Jacinto Antón, EL PAÍS
Sólo tres personas hablan el ma tike, una lengua de los aborígenes australianos, y están muy viejos, y además a dos, hermano y hermana, les impide comunicarse entre ellos un tabú tribal... Aun así, al mati ke le va mejor que a otros. Como los ya extinguidos damin -que hablaban los jóvenes iniciados, previa dolorosa subincisión en el pene, de tres pequeñas islas al sur de Nueva Guinea- y hurón (los antaño hoscos hurones hablan hoy francés), una lengua en la que para decir "ellos saludaron con respeto" se usaba una sola palabra: 'tehonannonronkwanniontak': 'se engrasaron el cuero cabelludo muchas veces'. El último hablante competente de ubyk -lengua de las montañas del Cáucaso- murió, hélas, en 1992, y el yuchi, de la antaño próspera tribu del mismo nombre en Oklahoma, pinta fatal.
Esta es una parte del trágico estadillo de las lenguas amenazadas, según el interesante y ameno libro Aquí se habla (RBA), que cifra en unas 6.000 lenguas las que aún se escuchan en el mundo y advierte de que es sumamente probable que a finales del siglo XXI de ellas queden un máximo de 3.000 -y sólo 600 aseguradas-. El autor del libro es Mark Abley, escritor, poeta y editor residente en Montreal que ha viajado alrededor del planeta buscando lenguas en peligro de extinción y hablando con sus últimos usuarios en un periplo físico y lingüístico que une aventura vital y cultural a partes iguales.

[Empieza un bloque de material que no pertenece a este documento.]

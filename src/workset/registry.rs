use indexmap::IndexMap;
use log::info;

use crate::error::{Error, Result};
use crate::workset::WorkingSet;

/// Named working sets with one optionally active.
#[derive(Debug, Default)]
pub struct ModRegistry {
    mods: IndexMap<String, WorkingSet>,
    active: Option<String>,
}

impl ModRegistry {
    pub fn new() -> Self {
        Self::default()
    }

    /// Creates an empty working set and makes it active.
    pub fn create(&mut self, name: &str) -> Result<&mut WorkingSet> {
        if self.mods.contains_key(name) {
            return Err(Error::NameTaken {
                kind: "working set",
                name: name.to_string(),
            });
        }
        self.mods.insert(name.to_string(), WorkingSet::new(name));
        self.active = Some(name.to_string());
        info!("Created working set {name}");
        self.get_mut(name)
            .ok_or_else(|| missing(name))
    }

    pub fn get(&self, name: &str) -> Option<&WorkingSet> {
        self.mods.get(name)
    }

    pub fn get_mut(&mut self, name: &str) -> Option<&mut WorkingSet> {
        self.mods.get_mut(name)
    }

    pub fn set_active(&mut self, name: &str) -> Result<()> {
        if !self.mods.contains_key(name) {
            return Err(missing(name));
        }
        self.active = Some(name.to_string());
        Ok(())
    }

    pub fn active_name(&self) -> Option<&str> {
        self.active.as_deref()
    }

    pub fn active(&self) -> Option<&WorkingSet> {
        self.active.as_deref().and_then(|name| self.mods.get(name))
    }

    pub fn active_mut(&mut self) -> Option<&mut WorkingSet> {
        match self.active.as_deref() {
            Some(name) => self.mods.get_mut(name),
            None => None,
        }
    }

    /// Removes a working set. If it was active, the first remaining one (if
    /// any) becomes active.
    pub fn delete(&mut self, name: &str) -> Result<WorkingSet> {
        let removed = self.mods.shift_remove(name).ok_or_else(|| missing(name))?;
        if self.active.as_deref() == Some(name) {
            self.active = self.mods.keys().next().cloned();
        }
        info!("Deleted working set {name}");
        Ok(removed)
    }

    pub fn rename(&mut self, old: &str, new: &str) -> Result<()> {
        if old == new {
            return if self.mods.contains_key(old) {
                Ok(())
            } else {
                Err(missing(old))
            };
        }
        if self.mods.contains_key(new) {
            return Err(Error::NameTaken {
                kind: "working set",
                name: new.to_string(),
            });
        }
        let index = self.mods.get_index_of(old).ok_or_else(|| missing(old))?;
        let (_, mut set) = self
            .mods
            .shift_remove_index(index)
            .ok_or_else(|| missing(old))?;
        set.name = new.to_string();
        self.mods.shift_insert(index, new.to_string(), set);
        if self.active.as_deref() == Some(old) {
            self.active = Some(new.to_string());
        }
        Ok(())
    }

    pub fn names(&self) -> Vec<&str> {
        self.mods.keys().map(String::as_str).collect()
    }

    pub fn len(&self) -> usize {
        self.mods.len()
    }

    pub fn is_empty(&self) -> bool {
        self.mods.is_empty()
    }
}

fn missing(name: &str) -> Error {
    Error::NameNotFound {
        kind: "working set",
        name: name.to_string(),
    }
}
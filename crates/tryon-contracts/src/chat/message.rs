use serde::{Deserialize, Serialize};

#[derive(Debug, Clone, Copy, PartialEq, Eq, Serialize, Deserialize)]
#[serde(rename_all = "snake_case")]
pub enum Sender {
    User,
    Assistant,
}

#[derive(Debug, Clone, PartialEq, Eq, Serialize, Deserialize)]
pub struct ChatMessage {
    pub sender: Sender,
    pub text: String,
}

impl ChatMessage {
    pub fn user(text: impl Into<String>) -> Self {
        Self {
            sender: Sender::User,
            text: text.into(),
        }
    }

    pub fn assistant(text: impl Into<String>) -> Self {
        Self {
            sender: Sender::Assistant,
            text: text.into(),
        }
    }
}
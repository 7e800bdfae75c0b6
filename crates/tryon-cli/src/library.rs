use std::path::Path;

use anyhow::{Context, Result};
use reqwest::header::CONTENT_TYPE;
use reqwest::Client as HttpClient;
use tryon_contracts::image::{encode_bytes, mime_for_path};
use tryon_contracts::outfits::{outfits_in, Outfit, OutfitCategory, SAMPLE_OUTFITS};
use tryon_contracts::EncodedImage;

pub fn print_outfits() {
    for (heading, category) in [("Tops", OutfitCategory::Top), ("Bottoms", OutfitCategory::Bottom)] {
        println!("{heading}:");
        for outfit in outfits_in(category) {
            let number = SAMPLE_OUTFITS
                .iter()
                .position(|candidate| candidate == outfit)
                .map(|idx| idx + 1)
                .unwrap_or_default();
            println!("  {number}. {}", outfit.description);
        }
    }
}

/// Downloads a library garment so it can be used like an uploaded file.
pub async fn fetch_outfit(http: &HttpClient, outfit: &Outfit) -> Result<EncodedImage> {
    let response = http
        .get(outfit.url)
        .send()
        .await
        .with_context(|| format!("failed to download {}", outfit.description))?
        .error_for_status()
        .with_context(|| format!("failed to download {}", outfit.description))?;
    let header = response
        .headers()
        .get(CONTENT_TYPE)
        .and_then(|value| value.to_str().ok())
        .map(str::to_string);
    let mime = resolve_mime(header.as_deref(), outfit.url);
    let bytes = response
        .bytes()
        .await
        .with_context(|| format!("failed to read {}", outfit.description))?;
    Ok(encode_bytes(&bytes, &mime)?)
}

fn resolve_mime(content_type: Option<&str>, url: &str) -> String {
    content_type
        .and_then(|value| value.split(';').next())
        .map(str::trim)
        .filter(|value| value.starts_with("image/"))
        .map(str::to_string)
        .or_else(|| mime_for_path(Path::new(url)).map(str::to_string))
        .unwrap_or_else(|| "image/png".to_string())
}
use std::collections::BTreeMap;

use serde_json::Value;

use super::command_registry::{
    CommandSpec, NO_ARG_COMMANDS, OUTFIT_COMMAND, SAVE_COMMAND, SINGLE_PATH_COMMANDS,
};

#[derive(Debug, Clone, PartialEq)]
pub struct Intent {
    pub action: String,
    pub prompt: Option<String>,
    pub command_args: BTreeMap<String, Value>,
}

impl Intent {
    fn new(action: &str) -> Self {
        Self {
            action: action.to_string(),
            prompt: None,
            command_args: BTreeMap::new(),
        }
    }
}

fn find_action(command: &str, specs: &[CommandSpec]) -> Option<&'static str> {
    specs
        .iter()
        .find(|spec| spec.command == command)
        .map(|spec| spec.action)
}

fn parse_path_args(arg: &str) -> Vec<String> {
    if arg.trim().is_empty() {
        return Vec::new();
    }
    match shell_words::split(arg) {
        Ok(parts) => parts
            .into_iter()
            .filter(|value| !value.is_empty())
            .collect(),
        Err(_) => arg
            .split_whitespace()
            .map(str::to_string)
            .filter(|value| !value.is_empty())
            .collect(),
    }
}

fn parse_single_path_arg(arg: &str) -> String {
    let parts = parse_path_args(arg);
    match parts.len() {
        0 => String::new(),
        1 => parts[0].clone(),
        _ => parts.join(" "),
    }
}

/// Maps one line of REPL input to an action.
///
/// Slash commands drive uploads and session control; any other non-empty
/// line is a chat turn for the stylist.
pub fn parse_intent(text: &str) -> Intent {
    let raw_trimmed = text.trim();
    if raw_trimmed.is_empty() {
        return Intent::new("noop");
    }

    if let Some(slash_tail) = raw_trimmed.strip_prefix('/') {
        let command_len = slash_tail
            .chars()
            .take_while(|ch| ch.is_ascii_alphanumeric() || *ch == '_')
            .count();
        if command_len > 0 {
            let command = slash_tail[..command_len].to_ascii_lowercase();
            let arg = slash_tail[command_len..].trim();

            if let Some(action) = find_action(&command, SINGLE_PATH_COMMANDS) {
                let mut intent = Intent::new(action);
                intent.command_args.insert(
                    "path".to_string(),
                    Value::String(parse_single_path_arg(arg)),
                );
                return intent;
            }

            if command == SAVE_COMMAND.command {
                let mut intent = Intent::new(SAVE_COMMAND.action);
                let path = parse_single_path_arg(arg);
                intent.command_args.insert(
                    "path".to_string(),
                    if path.is_empty() {
                        Value::Null
                    } else {
                        Value::String(path)
                    },
                );
                return intent;
            }

            if command == OUTFIT_COMMAND.command {
                let mut intent = Intent::new(OUTFIT_COMMAND.action);
                intent.command_args.insert(
                    "index".to_string(),
                    arg.parse::<u64>()
                        .map(Value::from)
                        .unwrap_or(Value::Null),
                );
                return intent;
            }

            if let Some(action) = find_action(&command, NO_ARG_COMMANDS) {
                return Intent::new(action);
            }

            let mut intent = Intent::new("unknown");
            intent
                .command_args
                .insert("command".to_string(), Value::String(command));
            intent
                .command_args
                .insert("arg".to_string(), Value::String(arg.to_string()));
            return intent;
        }
    }

    let mut intent = Intent::new("chat");
    intent.prompt = Some(raw_trimmed.to_string());
    intent
}
#[derive(Clone, Copy, Debug)]
pub(crate) struct CommandSpec {
    pub command: &'static str,
    pub action: &'static str,
}

pub(crate) const SINGLE_PATH_COMMANDS: &[CommandSpec] = &[
    CommandSpec {
        command: "person",
        action: "set_person",
    },
    CommandSpec {
        command: "garment",
        action: "set_garment",
    },
];

pub(crate) const SAVE_COMMAND: CommandSpec = CommandSpec {
    command: "save",
    action: "save_result",
};

pub(crate) const OUTFIT_COMMAND: CommandSpec = CommandSpec {
    command: "outfit",
    action: "select_outfit",
};

pub(crate) const NO_ARG_COMMANDS: &[CommandSpec] = &[
    CommandSpec {
        command: "tryon",
        action: "try_on",
    },
    CommandSpec {
        command: "reset",
        action: "reset",
    },
    CommandSpec {
        command: "status",
        action: "status",
    },
    CommandSpec {
        command: "outfits",
        action: "list_outfits",
    },
    CommandSpec {
        command: "help",
        action: "help",
    },
    CommandSpec {
        command: "quit",
        action: "quit",
    },
    CommandSpec {
        command: "exit",
        action: "quit",
    },
];

pub const CHAT_HELP_COMMANDS: &[&str] = &[
    "/person <path>",
    "/garment <path>",
    "/outfits",
    "/outfit <n>",
    "/tryon",
    "/save [path]",
    "/status",
    "/reset",
    "/help",
    "/quit",
];
use std::io;
use std::path::Path;
use std::sync::atomic::{AtomicU64, Ordering};
use std::sync::Arc;

use chrono::{SecondsFormat, Utc};
use serde_json::{Map, Value};
use tokio::fs::{self, File, OpenOptions};
use tokio::io::{AsyncWriteExt, BufWriter};
use tokio::sync::{mpsc, oneshot};
use tracing::warn;

use crate::error::{TryOnError, TryOnResult};

pub type EventPayload = Map<String, Value>;

enum LogCommand {
    Line(String),
    Flush(oneshot::Sender<io::Result<()>>),
}

/// JSONL log of one try-on session.
///
/// Each line carries `type`, `session_id`, `seq` and `ts`, then the event
/// payload. `record` never blocks: lines are queued to a writer task that
/// owns the file, so it is safe to call with the session state locked.
/// `seq` follows call order.
#[derive(Debug, Clone)]
pub struct EventLog {
    session_id: Arc<str>,
    seq: Arc<AtomicU64>,
    tx: mpsc::UnboundedSender<LogCommand>,
}

impl EventLog {
    /// Opens `path` for appending and starts the writer task on the current
    /// runtime.
    pub async fn open(path: &Path, session_id: impl Into<String>) -> TryOnResult<Self> {
        if let Some(parent) = path.parent().filter(|dir| !dir.as_os_str().is_empty()) {
            fs::create_dir_all(parent).await?;
        }
        let file = OpenOptions::new()
            .create(true)
            .append(true)
            .open(path)
            .await?;
        let (tx, rx) = mpsc::unbounded_channel();
        tokio::spawn(write_lines(BufWriter::new(file), rx));
        Ok(Self {
            session_id: Arc::from(session_id.into()),
            seq: Arc::new(AtomicU64::new(0)),
            tx,
        })
    }

    /// Same as [`EventLog::open`] with a fresh random session id.
    pub async fn open_new_session(path: &Path) -> TryOnResult<Self> {
        Self::open(path, uuid::Uuid::new_v4().to_string()).await
    }

    pub fn session_id(&self) -> &str {
        &self.session_id
    }

    /// Stamps one event and queues it for writing. Returns the stamped
    /// object.
    pub fn record(&self, kind: &str, payload: EventPayload) -> TryOnResult<Value> {
        let mut event = Map::new();
        event.insert("type".to_string(), Value::String(kind.to_string()));
        event.insert(
            "session_id".to_string(),
            Value::String(self.session_id.to_string()),
        );
        event.insert(
            "seq".to_string(),
            Value::from(self.seq.fetch_add(1, Ordering::SeqCst)),
        );
        event.insert("ts".to_string(), Value::String(now_utc_iso()));
        event.extend(payload);

        let event = Value::Object(event);
        self.tx
            .send(LogCommand::Line(format!("{event}\n")))
            .map_err(|_| writer_stopped())?;
        Ok(event)
    }

    /// Resolves once every event recorded so far is written out.
    pub async fn flush(&self) -> TryOnResult<()> {
        let (reply, done) = oneshot::channel();
        self.tx
            .send(LogCommand::Flush(reply))
            .map_err(|_| writer_stopped())?;
        done.await.map_err(|_| writer_stopped())??;
        Ok(())
    }
}

async fn write_lines(mut out: BufWriter<File>, mut rx: mpsc::UnboundedReceiver<LogCommand>) {
    while let Some(command) = rx.recv().await {
        match command {
            LogCommand::Line(line) => {
                if let Err(err) = out.write_all(line.as_bytes()).await {
                    warn!(error = %err, "failed to append session event");
                }
            }
            LogCommand::Flush(reply) => {
                let _ = reply.send(out.flush().await);
            }
        }
    }
    if let Err(err) = out.flush().await {
        warn!(error = %err, "failed to flush session event log");
    }
}

fn writer_stopped() -> TryOnError {
    TryOnError::Io(io::Error::new(
        io::ErrorKind::BrokenPipe,
        "session event log writer stopped",
    ))
}

fn now_utc_iso() -> String {
    Utc::now().to_rfc3339_opts(SecondsFormat::Micros, false)
}
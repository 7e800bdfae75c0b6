mod command_registry;
mod intent_parser;
mod message;

pub use command_registry::CHAT_HELP_COMMANDS;
pub use intent_parser::{parse_intent, Intent};
pub use message::{ChatMessage, Sender};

También humor: "El yiddish es una lengua para realistas", reflexiona el autor en el libro tras citar el proverbio yiddish "si la abuela tuviera pelotas, habría sido un abuelo".
Abley evita el tono especializado que a veces hace incomprensibles, dice, los libros de los lingüistas. El autor, que se encuentra estos días en Barcelona, considera las lenguas, todas ellas, un patrimonio cultural irrenunciable. "La diversidad de las lenguas es lo que nos hace humanos", afirma. No considera que las lenguas sean una barrera. "La gente en realidad se enfrenta por otras cuestiones; mire en Irlanda del Norte: tener la misma lengua no ha impedido precisamente el enfrentamiento".
Al ser interrogado acerca de la lengua más extraña, Abley, tras precisar que siempre se trata de que es extraña "para nosotros, no para ellos", cita el murrinh-patha, cuya aritmética se detiene en el numero 5 aunque tiene 31 pronombres (que el hablante no sabe contar, claro), o el mohawk, una lengua aglutinante en la que se puede decir casi todo con sólo dos palabras. No deja de ser extraño también, indica, que para los lokelele del este del Congo la misma frase "asoolamba boili" signifique, variando sólo la entonación 'estoy mirando la orilla del río' o 'estoy hirviendo a mi suegra'.
Muchas de esas simpáticas lenguas están condenadas a desaparecer, "quizá no del todo, pero sí como instrumentos de comunicación; es decir, quedarán canciones o bailes, pero no gente que las hable". En el capítulo optimista de las resurrecciones, Abley cita como más clara la del hebreo, que hasta hace relativamente poco era sólo una lengua religiosa y carecía de términos para bicicleta o helado. El escritor señala la emoción que le causó personalmente oír a dos niños hablar manx, el idioma de la isla de Man, que se creía desaparecido ya. Algo así como encontrar un celacanto en versión lingüística.
Abley tiene un flaco por el galés, idioma de la familia de su mujer, una preferencia que también tenía Tolkien: sus elfos, explica, hablan una lengua inventada que es mezcla de galés y, en la gramática, finés. ¿Y el catalán? "Su futuro me parece asegurado. La opinión general es que le va muy bien. Desde Gales se mira su marcha con sana envidia".